[Collected data]

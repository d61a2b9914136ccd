//! Contract bindings

use alloy::sol;

sol! {
    /// autoHODL savings registry and executor
    #[sol(rpc)]
    interface IAutoHodl {
        function getSavings(address user, address token)
            external
            view
            returns (
                address toAddress,
                address delegate,
                uint256 roundUp,
                bool active,
                bool depositYield
            );

        function executeSavings(address user, address token, uint256 amount) external;
    }
}

sol! {
    #[sol(rpc)]
    interface IERC20 {
        function allowance(address owner, address spender) external view returns (uint256);
        function balanceOf(address owner) external view returns (uint256);
    }
}
//! autoHODL relay CLI
//!
//! Runs the webhook relay and a few helpers for operating it.

use anyhow::{Context, Result};
use clap::{Parser, Subcommand};
use std::path::PathBuf;
use tracing::info;
use tracing_subscriber::{EnvFilter, FmtSubscriber};

use autohodl_relay::{
    config::{RelayConfig, ENV_RELAYER_KEY, ENV_WEBHOOK_SECRET},
    server,
    utils::{display_units, increment_from_units, round_up},
    webhook::signature,
};

#[derive(Parser)]
#[command(name = "autohodl")]
#[command(author = "autoHODL Team")]
#[command(version = "0.1.0")]
#[command(about = "Round-up savings relay for autoHODL", long_about = None)]
struct Cli {
    #[command(subcommand)]
    command: Commands,

    /// Enable verbose output
    #[arg(short, long, global = true)]
    verbose: bool,
}

#[derive(Subcommand)]
enum Commands {
    /// Run the webhook relay
    Serve {
        /// TOML configuration file
        #[arg(short, long, default_value = "autohodl.toml")]
        config: PathBuf,
    },

    /// Show the round-up for a purchase
    RoundUp {
        /// Purchase amount in whole tokens, e.g. 4.30
        #[arg(short, long)]
        amount: String,

        /// Round-up increment in whole tokens
        #[arg(short, long, default_value = "1")]
        increment: String,

        /// Token decimals
        #[arg(short, long, default_value = "6")]
        decimals: u8,
    },

    /// Print the signature header for a webhook body
    Sign {
        /// File holding the exact body to send
        #[arg(short, long)]
        body: PathBuf,

        /// Stream secret (falls back to AUTOHODL_WEBHOOK_SECRET)
        #[arg(short, long)]
        secret: Option<String>,
    },

    /// Print the effective configuration
    Info {
        /// TOML configuration file
        #[arg(short, long)]
        config: Option<PathBuf>,
    },
}

#[tokio::main]
async fn main() -> Result<()> {
    let cli = Cli::parse();

    // RUST_LOG wins over --verbose
    let default_level = if cli.verbose { "debug" } else { "info" };
    FmtSubscriber::builder()
        .with_env_filter(
            EnvFilter::try_from_default_env().unwrap_or_else(|_| EnvFilter::new(default_level)),
        )
        .with_target(false)
        .with_thread_ids(false)
        .compact()
        .init();

    match cli.command {
        Commands::Serve { config } => {
            let config = RelayConfig::from_path(&config)
                .with_context(|| format!("Failed to load config {}", config.display()))?;
            info!(
                "Relay for chain {} watching {} token(s)",
                config.chain_id,
                config.watched_tokens.len()
            );
            server::serve(config).await?;
        }

        Commands::RoundUp {
            amount,
            increment,
            decimals,
        } => {
            print_round_up(&amount, &increment, decimals)?;
        }

        Commands::Sign { body, secret } => {
            let secret = secret
                .or_else(|| std::env::var(ENV_WEBHOOK_SECRET).ok())
                .context("No secret given and AUTOHODL_WEBHOOK_SECRET is unset")?;
            let bytes = std::fs::read(&body)
                .with_context(|| format!("Failed to read {}", body.display()))?;
            println!("{}: {}", signature::SIGNATURE_HEADER, signature::sign(&bytes, &secret));
        }

        Commands::Info { config } => {
            print_info(config)?;
        }
    }

    Ok(())
}

fn print_round_up(amount: &str, increment: &str, decimals: u8) -> Result<()> {
    let amount_units = increment_from_units(amount, decimals)?;
    let increment_units = increment_from_units(increment, decimals)?;
    let r = round_up(amount_units, increment_units)?;

    println!();
    println!("  Purchase:   {}", display_units(r.amount, decimals));
    println!("  Rounded to: {}", display_units(r.rounded, decimals));
    println!("  Saved:      {}", display_units(r.savings, decimals));
    println!("  (base units: {})", r.savings);
    println!();
    Ok(())
}

fn print_info(path: Option<PathBuf>) -> Result<()> {
    let mut config = match &path {
        Some(p) => {
            let contents = std::fs::read_to_string(p)
                .with_context(|| format!("Failed to read {}", p.display()))?;
            RelayConfig::from_toml(&contents)?
        }
        None => RelayConfig::default(),
    };
    config.apply_env();

    let rendered = toml::to_string_pretty(&config).context("Failed to render config")?;
    let set = |s: &str| if s.trim().is_empty() { "unset" } else { "set" };

    println!();
    println!("{}", rendered);
    println!("webhook_secret = <{}> ({})", set(&config.webhook_secret), ENV_WEBHOOK_SECRET);
    println!("relayer_key = <{}> ({})", set(&config.relayer_key), ENV_RELAYER_KEY);
    if let Err(e) = config.validate() {
        println!();
        println!("! {}", e);
    }
    println!();
    Ok(())
}
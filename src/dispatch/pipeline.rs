//! Savings Pipeline
//!
//! Turns a verified stream event into savings transactions:
//! filter -> claim -> savings config -> round-up -> allowance -> broadcast
//! -> confirm. Failures are logged and reported, never retried here.
//!
//! A claim is released only when nothing reached the chain: a skip, an error
//! before broadcast, or a confirmed revert. Once a sweep is broadcast its
//! transfer stays taken even if the receipt is never seen.

use crate::chain::{SavingsChain, SavingsConfig};
use crate::dispatch::ledger::{Claim, DispatchLedger, DispatchRecord, DispatchStatus, TransferKey};
use crate::dispatch::stats::StatsRecorder;
use crate::error::RelayError;
use crate::utils::roundup::{display_units, round_up, RoundUp};
use crate::webhook::{Erc20Transfer, StreamEvent};
use alloy::primitives::{Address, B256, U256};
use chrono::Utc;
use serde::{Deserialize, Serialize};
use std::collections::HashSet;
use std::fmt;
use std::sync::Arc;
use tracing::{debug, error, info, warn};

/// Filters applied before touching the chain
#[derive(Debug, Clone)]
pub struct PipelineSettings {
    pub chain_id: u64,
    pub watched_tokens: HashSet<Address>,
    /// Only act on the provider's confirmed delivery
    pub require_confirmed: bool,
}

/// Why a transfer did not produce a sweep
#[derive(Debug, Clone, Copy, PartialEq, Eq, Serialize, Deserialize)]
#[serde(rename_all = "snake_case")]
pub enum SkipReason {
    Unconfirmed,
    WrongChain,
    UnwatchedToken,
    /// Transfer is part of a sweep the relay submitted
    OwnSavingsTx,
    /// Funds moving into the savings contract, i.e. a sweep or deposit
    SavingsContract,
    /// Relayer is sender or recipient
    RelayerTransfer,
    Duplicate,
    Inactive,
    /// Funds moving into the user's own savings destination
    SavingsDestination,
    NotDelegate,
    InvalidIncrement,
    NothingToRoundUp,
    InsufficientAllowance,
    InsufficientBalance,
}

impl fmt::Display for SkipReason {
    fn fmt(&self, f: &mut fmt::Formatter<'_>) -> fmt::Result {
        let s = match self {
            SkipReason::Unconfirmed => "unconfirmed",
            SkipReason::WrongChain => "wrong_chain",
            SkipReason::UnwatchedToken => "unwatched_token",
            SkipReason::OwnSavingsTx => "own_savings_tx",
            SkipReason::SavingsContract => "savings_contract",
            SkipReason::RelayerTransfer => "relayer_transfer",
            SkipReason::Duplicate => "duplicate",
            SkipReason::Inactive => "inactive",
            SkipReason::SavingsDestination => "savings_destination",
            SkipReason::NotDelegate => "not_delegate",
            SkipReason::InvalidIncrement => "invalid_increment",
            SkipReason::NothingToRoundUp => "nothing_to_round_up",
            SkipReason::InsufficientAllowance => "insufficient_allowance",
            SkipReason::InsufficientBalance => "insufficient_balance",
        };
        f.write_str(s)
    }
}

/// Result for one transfer in an event
#[derive(Debug, Clone, Serialize, Deserialize)]
#[serde(tag = "status", rename_all = "snake_case")]
pub enum TransferOutcome {
    Dispatched {
        key: TransferKey,
        savings: U256,
        savings_tx: B256,
    },
    /// Broadcast, but the receipt could not be obtained
    Pending {
        key: TransferKey,
        savings: U256,
        savings_tx: B256,
        error: String,
    },
    Skipped {
        key: TransferKey,
        reason: SkipReason,
    },
    Failed {
        key: TransferKey,
        error: String,
    },
}

impl TransferOutcome {
    pub fn is_dispatched(&self) -> bool {
        matches!(self, TransferOutcome::Dispatched { .. })
    }

    pub fn skip_reason(&self) -> Option<SkipReason> {
        match self {
            TransferOutcome::Skipped { reason, .. } => Some(*reason),
            _ => None,
        }
    }
}

/// Response body for a processed delivery
#[derive(Debug, Clone, Serialize, Deserialize)]
pub struct EventReport {
    pub stream_id: String,
    pub chain_id: Option<u64>,
    pub confirmed: bool,
    pub block: u64,
    pub outcomes: Vec<TransferOutcome>,
}

impl EventReport {
    pub fn dispatched(&self) -> usize {
        self.outcomes.iter().filter(|o| o.is_dispatched()).count()
    }
}

/// Internal result of the pre-broadcast checks
enum Step {
    Ready(RoundUp),
    Skip(SkipReason),
}

pub struct SavingsPipeline {
    chain: Arc<dyn SavingsChain>,
    ledger: Arc<DispatchLedger>,
    stats: Arc<StatsRecorder>,
    settings: PipelineSettings,
}

impl SavingsPipeline {
    pub fn new(
        chain: Arc<dyn SavingsChain>,
        ledger: Arc<DispatchLedger>,
        settings: PipelineSettings,
    ) -> Self {
        Self {
            chain,
            ledger,
            stats: Arc::new(StatsRecorder::default()),
            settings,
        }
    }

    pub fn stats(&self) -> &StatsRecorder {
        &self.stats
    }

    pub fn ledger(&self) -> &DispatchLedger {
        &self.ledger
    }

    /// Process every transfer in a verified delivery
    pub async fn handle_event(&self, event: &StreamEvent) -> EventReport {
        let chain_id = event.chain_id();
        self.stats.event(false);

        info!(
            "Stream event: {} transfer(s), block {}, confirmed={}",
            event.erc20_transfers.len(),
            event.block.number,
            event.confirmed
        );

        let mut outcomes = Vec::with_capacity(event.erc20_transfers.len());
        for transfer in &event.erc20_transfers {
            let key = TransferKey {
                chain_id: chain_id.unwrap_or_default(),
                tx_hash: transfer.transaction_hash,
                log_index: transfer.log_index,
            };
            let outcome = self.handle_transfer(event, chain_id, key, transfer).await;
            self.stats.outcome(&outcome);
            outcomes.push(outcome);
        }

        EventReport {
            stream_id: event.stream_id.clone(),
            chain_id,
            confirmed: event.confirmed,
            block: event.block.number,
            outcomes,
        }
    }

    /// Acknowledge a setup ping
    pub fn record_test_event(&self) {
        self.stats.event(true);
    }

    async fn handle_transfer(
        &self,
        event: &StreamEvent,
        chain_id: Option<u64>,
        key: TransferKey,
        transfer: &Erc20Transfer,
    ) -> TransferOutcome {
        if let Some(reason) = self.prefilter(event, chain_id, transfer) {
            debug!("Skipping {}: {}", key, reason);
            return TransferOutcome::Skipped { key, reason };
        }

        match self.ledger.claim(key) {
            Claim::Claimed => {}
            Claim::AlreadyClaimed | Claim::AlreadySent => {
                debug!("Skipping {}: already handled", key);
                return TransferOutcome::Skipped {
                    key,
                    reason: SkipReason::Duplicate,
                };
            }
        }

        let roundup = match self.check(transfer).await {
            Ok(Step::Ready(roundup)) => roundup,
            Ok(Step::Skip(reason)) => {
                self.ledger.release(&key);
                return TransferOutcome::Skipped { key, reason };
            }
            Err(e) => {
                self.ledger.release(&key);
                error!("Savings checks for {} failed: {}", key, e);
                return TransferOutcome::Failed {
                    key,
                    error: e.to_string(),
                };
            }
        };
        let savings = roundup.savings;

        let savings_tx = match self
            .chain
            .broadcast_savings(transfer.from, transfer.contract, savings)
            .await
        {
            Ok(tx) => tx,
            Err(e) => {
                self.ledger.release(&key);
                error!("Savings broadcast for {} failed: {}", key, e);
                return TransferOutcome::Failed {
                    key,
                    error: e.to_string(),
                };
            }
        };

        let record = DispatchRecord {
            key,
            user: transfer.from,
            token: transfer.contract,
            amount: savings,
            savings_tx,
            status: DispatchStatus::Pending,
            dispatched_at: Utc::now(),
        };
        if let Err(e) = self.ledger.record_broadcast(record) {
            // in-memory state is updated; only the file write failed
            error!("Failed to persist broadcast of {}: {}", key, e);
        }

        match self.chain.confirm_savings(savings_tx).await {
            Ok(()) => {
                if let Err(e) = self.ledger.confirm(&key) {
                    error!("Failed to persist confirmation of {}: {}", key, e);
                }
                info!(
                    "Saved {} {} for {} in tx {}",
                    display_units(savings, transfer.token_decimals),
                    transfer.token_symbol,
                    transfer.from,
                    savings_tx
                );
                TransferOutcome::Dispatched {
                    key,
                    savings,
                    savings_tx,
                }
            }
            Err(RelayError::Reverted(tx)) => {
                if let Err(e) = self.ledger.revert(&key) {
                    error!("Failed to persist revert of {}: {}", key, e);
                }
                error!("Savings tx {} for {} reverted", tx, key);
                TransferOutcome::Failed {
                    key,
                    error: RelayError::Reverted(tx).to_string(),
                }
            }
            Err(e) => {
                warn!("Savings tx {} for {} unconfirmed: {}", savings_tx, key, e);
                TransferOutcome::Pending {
                    key,
                    savings,
                    savings_tx,
                    error: e.to_string(),
                }
            }
        }
    }

    fn prefilter(
        &self,
        event: &StreamEvent,
        chain_id: Option<u64>,
        transfer: &Erc20Transfer,
    ) -> Option<SkipReason> {
        if self.settings.require_confirmed && !event.confirmed {
            return Some(SkipReason::Unconfirmed);
        }
        if chain_id != Some(self.settings.chain_id) {
            return Some(SkipReason::WrongChain);
        }
        if !self.settings.watched_tokens.contains(&transfer.contract) {
            return Some(SkipReason::UnwatchedToken);
        }
        if self.ledger.is_own_tx(&transfer.transaction_hash) {
            return Some(SkipReason::OwnSavingsTx);
        }
        // sweep logs pass through the contract even when the ledger never saw them
        if transfer.to == self.chain.savings_contract() {
            return Some(SkipReason::SavingsContract);
        }
        let relayer = self.chain.relayer_address();
        if transfer.from == relayer || transfer.to == relayer {
            return Some(SkipReason::RelayerTransfer);
        }
        None
    }

    async fn check(&self, transfer: &Erc20Transfer) -> Result<Step, RelayError> {
        let user = transfer.from;
        let token = transfer.contract;

        let config = self.chain.savings_config(user, token).await?;
        if let Some(reason) = self.check_config(&config, transfer) {
            return Ok(Step::Skip(reason));
        }

        let roundup = match round_up(transfer.value, config.round_up) {
            Ok(r) => r,
            Err(RelayError::InvalidIncrement) => {
                warn!("User {} has an active savings config with a zero increment", user);
                return Ok(Step::Skip(SkipReason::InvalidIncrement));
            }
            Err(e) => return Err(e),
        };
        if roundup.is_zero() {
            return Ok(Step::Skip(SkipReason::NothingToRoundUp));
        }

        let spender = self.chain.savings_contract();
        let allowance = self.chain.allowance(token, user, spender).await?;
        if allowance < roundup.savings {
            warn!(
                "Allowance {} below round-up {} for {}",
                allowance, roundup.savings, user
            );
            return Ok(Step::Skip(SkipReason::InsufficientAllowance));
        }

        let balance = self.chain.balance_of(token, user).await?;
        if balance < roundup.savings {
            debug!("Balance {} below round-up {} for {}", balance, roundup.savings, user);
            return Ok(Step::Skip(SkipReason::InsufficientBalance));
        }

        Ok(Step::Ready(roundup))
    }

    fn check_config(&self, config: &SavingsConfig, transfer: &Erc20Transfer) -> Option<SkipReason> {
        if !config.active {
            return Some(SkipReason::Inactive);
        }
        if transfer.to == config.to_address {
            return Some(SkipReason::SavingsDestination);
        }
        if config.delegate != self.chain.relayer_address() {
            warn!(
                "Relayer {} is not the delegate ({}) for {}",
                self.chain.relayer_address(),
                config.delegate,
                transfer.from
            );
            return Some(SkipReason::NotDelegate);
        }
        None
    }
}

Required work:
Using the records above, copy every line that has the word "sweep" in it.

Output for this task:
//! before broadcast, or a confirmed revert. Once a sweep is broadcast its
/// Why a transfer did not produce a sweep
    /// Transfer is part of a sweep the relay submitted
    /// Funds moving into the savings contract, i.e. a sweep or deposit
        // sweep logs pass through the contract even when the ledger never saw them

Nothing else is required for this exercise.